Cambiando un poco el enfoque, el problema más sobresaliente es el del crimen. En parte es el crimen cotidiano, pero el más importante es el que tiene que ver con los narcos y la colisión entre el ejército, el Estado y los grupos narcos entre sí. Es un conflicto muy complicado en donde no se ve una solución.

 

Hoy en día hay varios debates con posibilidades más radicales acerca de la legalización de la droga. Pero creo que ese es el reto más importante que el Estado mexicano tiene que enfrentar, que también existe en muchos otros países, pero es más agudo en México debido a su ubicación y el lazo intimo entre las dos economías, la norteamericana y la mexicana. México es un corredor del tráfico de drogas, lo que para el Estado mexicano es un problema de gran envergadura.

 

(EO): En 1810 y en 1910 dieron inicio las guerras de Independencia y Revolución.
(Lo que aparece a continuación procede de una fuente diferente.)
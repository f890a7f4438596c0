//! Layered YAML configuration for pitbook.
//!
//! Layers are merged in order (later layers override earlier ones), checked
//! for secret literals, canonicalised and hashed. The typed view consumed by
//! the daemon and CLI lives in [`service`].

use anyhow::{bail, Context, Result};
use serde::{Deserialize, Serialize};
use serde_json::Value;
use sha2::{Digest, Sha256};
use std::collections::BTreeSet;
use std::fs;

mod service;

pub use service::{CorsConfig, DbConfig, GameDayConfig, ServerConfig, ServiceConfig};

/// Known secret-like prefixes. If any leaf string value in the effective
/// config starts with one of these, loading aborts with CONFIG_SECRET_DETECTED.
const SECRET_PREFIXES: &[&str] = &[
    "sk-",        // Stripe / OpenAI style
    "sk_live",    // Stripe live
    "sk_test",    // Stripe test
    "AKIA",       // AWS access key ID
    "-----BEGIN", // PEM private keys
    "ghp_",       // GitHub PAT
    "glpat-",     // GitLab PAT
    "xoxb-",      // Slack bot token
];

/// Which binary is reading the config. Each consumes a different subset.
#[derive(Debug, Clone, Copy, PartialEq, Eq)]
pub enum ConfigMode {
    Daemon,
    Cli,
}

impl ConfigMode {
    pub fn as_str(&self) -> &'static str {
        match self {
            ConfigMode::Daemon => "DAEMON",
            ConfigMode::Cli => "CLI",
        }
    }
}

#[derive(Debug, Clone, Copy, PartialEq, Eq)]
pub enum UnusedKeyPolicy {
    Warn,
    Fail,
}

#[derive(Debug, Clone, Serialize, Deserialize)]
pub struct UnusedKeyReport {
    pub mode: String,
    /// Consumed JSON-pointer prefixes used for this analysis (sorted, unique)
    pub consumed_prefixes: Vec<String>,
    /// Minimal set of unused leaf pointers (sorted)
    pub unused_leaf_pointers: Vec<String>,
}

impl UnusedKeyReport {
    pub fn is_clean(&self) -> bool {
        self.unused_leaf_pointers.is_empty()
    }
}

/// Registry of consumed JSON-pointer prefixes per mode.
///
/// Must reflect what [`ServiceConfig::from_json`] and its callers actually read.
pub fn consumed_pointers_for_mode(mode: ConfigMode) -> &'static [&'static str] {
    match mode {
        ConfigMode::Daemon => &[
            "/server/addr",
            "/db/url_env",
            "/db/max_connections",
            "/db/migrate_on_boot",
            "/cors/allowed_origins",
            "/game_day/timezone",
            "/game_day/cutoff",
        ],
        // The CLI never binds a socket or serves browsers.
        ConfigMode::Cli => &[
            "/db/url_env",
            "/db/max_connections",
            "/game_day/timezone",
            "/game_day/cutoff",
        ],
    }
}

/// Produce an unused-key report for a given mode.
/// If `policy == Fail`, returns an error when unused keys exist.
pub fn report_unused_keys(
    mode: ConfigMode,
    config_json: &Value,
    policy: UnusedKeyPolicy,
) -> Result<UnusedKeyReport> {
    let mut consumed: BTreeSet<String> = BTreeSet::new();
    for p in consumed_pointers_for_mode(mode) {
        consumed.insert(normalize_pointer(p));
    }
    let consumed_prefixes: Vec<String> = consumed.iter().cloned().collect();

    let mut leaves: Vec<String> = Vec::new();
    collect_leaf_pointers(config_json, "", &mut leaves);

    let mut unused: Vec<String> = leaves
        .into_iter()
        .filter(|lp| !consumed_prefixes.iter().any(|cp| is_prefix_pointer(cp, lp)))
        .collect();
    unused.sort();
    unused.dedup();

    let report = UnusedKeyReport {
        mode: mode.as_str().to_string(),
        consumed_prefixes,
        unused_leaf_pointers: unused,
    };

    if policy == UnusedKeyPolicy::Fail && !report.is_clean() {
        bail!(
            "CONFIG_UNUSED_KEYS (mode={}): {} unused config leaf key(s) detected. \
            Remove them or update the consumed registry. First few: {}",
            report.mode,
            report.unused_leaf_pointers.len(),
            preview_list(&report.unused_leaf_pointers, 12)
        );
    }

    Ok(report)
}

/// Normalize JSON pointer: leading "/", no trailing "/" unless it is just "/".
fn normalize_pointer(p: &str) -> String {
    let mut s = p.trim().to_string();
    if s.is_empty() {
        return "/".to_string();
    }
    if !s.starts_with('/') {
        s.insert(0, '/');
    }
    while s.ends_with('/') && s.len() > 1 {
        s.pop();
    }
    s
}

/// "/a/b" consumes "/a/b" and "/a/b/c" but NOT "/a/bc". "/" consumes everything.
fn is_prefix_pointer(prefix: &str, leaf: &str) -> bool {
    if prefix == "/" || leaf == prefix {
        return true;
    }
    leaf.strip_prefix(prefix)
        .map(|rest| rest.starts_with('/'))
        .unwrap_or(false)
}

fn collect_leaf_pointers(v: &Value, prefix: &str, out: &mut Vec<String>) {
    match v {
        Value::Object(map) => {
            for (k, vv) in map.iter() {
                let next = format!("{}/{}", prefix, escape_pointer_token(k));
                collect_leaf_pointers(vv, &next, out);
            }
        }
        Value::Array(arr) => {
            for (i, vv) in arr.iter().enumerate() {
                let next = format!("{}/{}", prefix, i);
                collect_leaf_pointers(vv, &next, out);
            }
        }
        _ => {
            let p = if prefix.is_empty() {
                "/".to_string()
            } else {
                prefix.to_string()
            };
            out.push(p);
        }
    }
}

fn escape_pointer_token(s: &str) -> String {
    s.replace('~', "~0").replace('/', "~1")
}

fn preview_list(items: &[String], n: usize) -> String {
    let take = items.iter().take(n).cloned().collect::<Vec<_>>();
    format!("{:?}", take)
}

#[derive(Debug, Clone)]
pub struct LoadedConfig {
    pub config_hash: String,
    pub canonical_json: String,
    pub config_json: Value,
}

/// Comma-separated list of YAML layers, applied left to right.
pub const ENV_CONFIG_PATHS: &str = "PIT_CONFIG";

/// Base layer used when PIT_CONFIG is unset and the file exists.
pub const DEFAULT_CONFIG_PATH: &str = "config/defaults/base.yaml";

/// Resolve layer paths: PIT_CONFIG if set, else the default base layer if
/// present, else none (all defaults).
pub fn config_paths_from_env() -> Vec<String> {
    match std::env::var(ENV_CONFIG_PATHS) {
        Ok(v) => v
            .split(',')
            .map(str::trim)
            .filter(|s| !s.is_empty())
            .map(str::to_string)
            .collect(),
        Err(_) if std::path::Path::new(DEFAULT_CONFIG_PATH).exists() => {
            vec![DEFAULT_CONFIG_PATH.to_string()]
        }
        Err(_) => Vec::new(),
    }
}

pub fn load_from_env() -> Result<LoadedConfig> {
    let paths = config_paths_from_env();
    let refs: Vec<&str> = paths.iter().map(String::as_str).collect();
    load_layered_yaml(&refs)
}

pub fn load_layered_yaml(paths: &[&str]) -> Result<LoadedConfig> {
    let mut docs: Vec<String> = Vec::new();
    for p in paths {
        let raw =
            fs::read_to_string(p).with_context(|| format!("failed to read yaml path: {p}"))?;
        docs.push(raw);
    }

    let doc_refs: Vec<&str> = docs.iter().map(|s| s.as_str()).collect();
    load_layered_yaml_from_strings(&doc_refs)
}

pub fn load_layered_yaml_from_strings(yaml_docs: &[&str]) -> Result<LoadedConfig> {
    let mut merged = serde_json::json!({});
    for raw in yaml_docs {
        let v_yaml: serde_yaml::Value = serde_yaml::from_str(raw).context("invalid yaml")?;
        // An empty layer parses as null; it overrides nothing.
        if v_yaml.is_null() {
            continue;
        }
        let v_json = serde_json::to_value(v_yaml).context("yaml->json conversion failed")?;
        merged = deep_merge(merged, v_json);
    }

    enforce_no_secret_literals(&merged)?;

    let canonical_json = canonicalize_json(&merged)?;
    let config_hash = sha256_hex(canonical_json.as_bytes());
    Ok(LoadedConfig {
        config_hash,
        canonical_json,
        config_json: merged,
    })
}

fn deep_merge(a: Value, b: Value) -> Value {
    match (a, b) {
        (Value::Object(mut a_map), Value::Object(b_map)) => {
            for (k, b_val) in b_map {
                let a_val = a_map.remove(&k).unwrap_or(Value::Null);
                a_map.insert(k, deep_merge(a_val, b_val));
            }
            Value::Object(a_map)
        }
        (_, b_other) => b_other,
    }
}

fn canonicalize_json(v: &Value) -> Result<String> {
    // serde_json::Map is a BTreeMap here (no preserve_order), so keys serialize sorted.
    let s = serde_json::to_string(v).context("canonical json serialize failed")?;
    Ok(s)
}

fn sha256_hex(bytes: &[u8]) -> String {
    let mut hasher = Sha256::new();
    hasher.update(bytes);
    hex::encode(hasher.finalize())
}

fn enforce_no_secret_literals(v: &Value) -> Result<()> {
    let mut leaves = Vec::new();
    collect_leaf_pointers(v, "", &mut leaves);

    for ptr in leaves {
        if let Some(s) = v.pointer(&ptr).and_then(Value::as_str) {
            if looks_like_secret(s) {
                bail!("CONFIG_SECRET_DETECTED leaf={} value=REDACTED", ptr);
            }
        }
    }
    Ok(())
}

fn looks_like_secret(s: &str) -> bool {
    let t = s.trim();
    if url_has_password(t) {
        return true;
    }
    if t.len() < 8 {
        return false;
    }
    SECRET_PREFIXES.iter().any(|p| t.starts_with(p))
}

/// `postgres://user:pw@host/db` carries a credential; `postgres://host/db` does not.
fn url_has_password(s: &str) -> bool {
    let Some((_, rest)) = s.split_once("://") else {
        return false;
    };
    let authority = rest.split('/').next().unwrap_or("");
    match authority.rsplit_once('@') {
        Some((userinfo, _)) => userinfo.contains(':'),
        None => false,
    }
}
//! Running-result audit.
//!
//! Recomputes `close result + plaques total + Σ fill/credit` for every table
//! of a game day and compares it against the stored running result.

use rust_decimal::Decimal;
use serde::{Deserialize, Serialize};

/// Stored running result of one table alongside the records feeding it.
#[derive(Debug, Clone, PartialEq, Eq, Serialize, Deserialize)]
pub struct ResultBreakdown {
    pub table_id: i64,
    #[serde(with = "rust_decimal::serde::float")]
    pub recorded: Decimal,
    #[serde(with = "rust_decimal::serde::float")]
    pub close_result: Decimal,
    #[serde(with = "rust_decimal::serde::float")]
    pub plaques_total: Decimal,
    #[serde(with = "rust_decimal::serde::float")]
    pub fill_credit_sum: Decimal,
    pub fill_credit_count: i64,
}

impl ResultBreakdown {
    pub fn expected(&self) -> Decimal {
        self.close_result + self.plaques_total + self.fill_credit_sum
    }
}

#[derive(Debug, Clone, PartialEq, Eq, Serialize, Deserialize)]
pub struct ResultDrift {
    pub table_id: i64,
    #[serde(with = "rust_decimal::serde::float")]
    pub recorded: Decimal,
    #[serde(with = "rust_decimal::serde::float")]
    pub expected: Decimal,
    /// `recorded - expected`
    #[serde(with = "rust_decimal::serde::float")]
    pub difference: Decimal,
}

#[derive(Debug, Clone, PartialEq, Eq, Serialize, Deserialize)]
pub struct AuditReport {
    pub game_day_id: i64,
    pub tables_checked: usize,
    pub drifts: Vec<ResultDrift>,
}

impl AuditReport {
    pub fn is_clean(&self) -> bool {
        self.drifts.is_empty()
    }
}

/// Deterministic audit: drifts come out in table order.
pub fn audit(game_day_id: i64, breakdowns: &[ResultBreakdown]) -> AuditReport {
    let mut drifts: Vec<ResultDrift> = breakdowns
        .iter()
        .filter_map(|b| {
            let expected = b.expected();
            (b.recorded != expected).then(|| ResultDrift {
                table_id: b.table_id,
                recorded: b.recorded,
                expected,
                difference: b.recorded - expected,
            })
        })
        .collect();
    drifts.sort_by_key(|d| d.table_id);

    AuditReport {
        game_day_id,
        tables_checked: breakdowns.len(),
        drifts,
    }
}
Ante las condiciones actuales de inseguridad pública, desaceleración económica, pobreza y desigualdad, ¿existe la posibilidad de un nuevo movimiento social armado en México? ¿Sí o no y por qué?

 

(AK): Yo tengo mis dudas, porque la historia no avanza en estos ciclos tan numéricamente precisos, es pura coincidencia que se dieran dos revoluciones, una en 1810 y después 1910, ya estamos casi en la segunda mitad de 2010 y todavía no hay revolución –ni quiero ver avisos de alguna–. Obviamente hay problemas como los que hemos mencionado; problemas sociales que tienen que ver en parte con la coyuntura económica mundial y la desigualdad muy marcada en México.

 

No alcanzamos a platicar de eso, pero claro que hay un gran rezago social en cuanto a la igualdad en México; de vez en cuando ha ido mejorando algo, pero es todavía un problema muy importante. Entonces, el hecho de que haya brotes violentos y haya choques no es nada tan sorprendente. Me cuesta mucho trabajo pensar en una revolución porque la sociedad mexicana hoy en día no es la sociedad de 1910; en la actualidad es una sociedad urbana, letrada, industrial, posindustrial en cierto sentido. Sin duda habrá protestas, movimientos sociales, y es importante tenerlos como válvulas de escape de la sociedad cuando hay problemas y tensiones.

 

Incluso, hay que recordar que en 1910 muy poca gente pensaba que habría una revolución. El pronóstico oficial de los diplomáticos extranjeros era que no, que la economía estaba bien, el Porfiriato estaba bien, y hubo una revolución sorprendente. Entonces, probablemente se abra una revolución, pero más bien cuando uno no espere ese desenlace.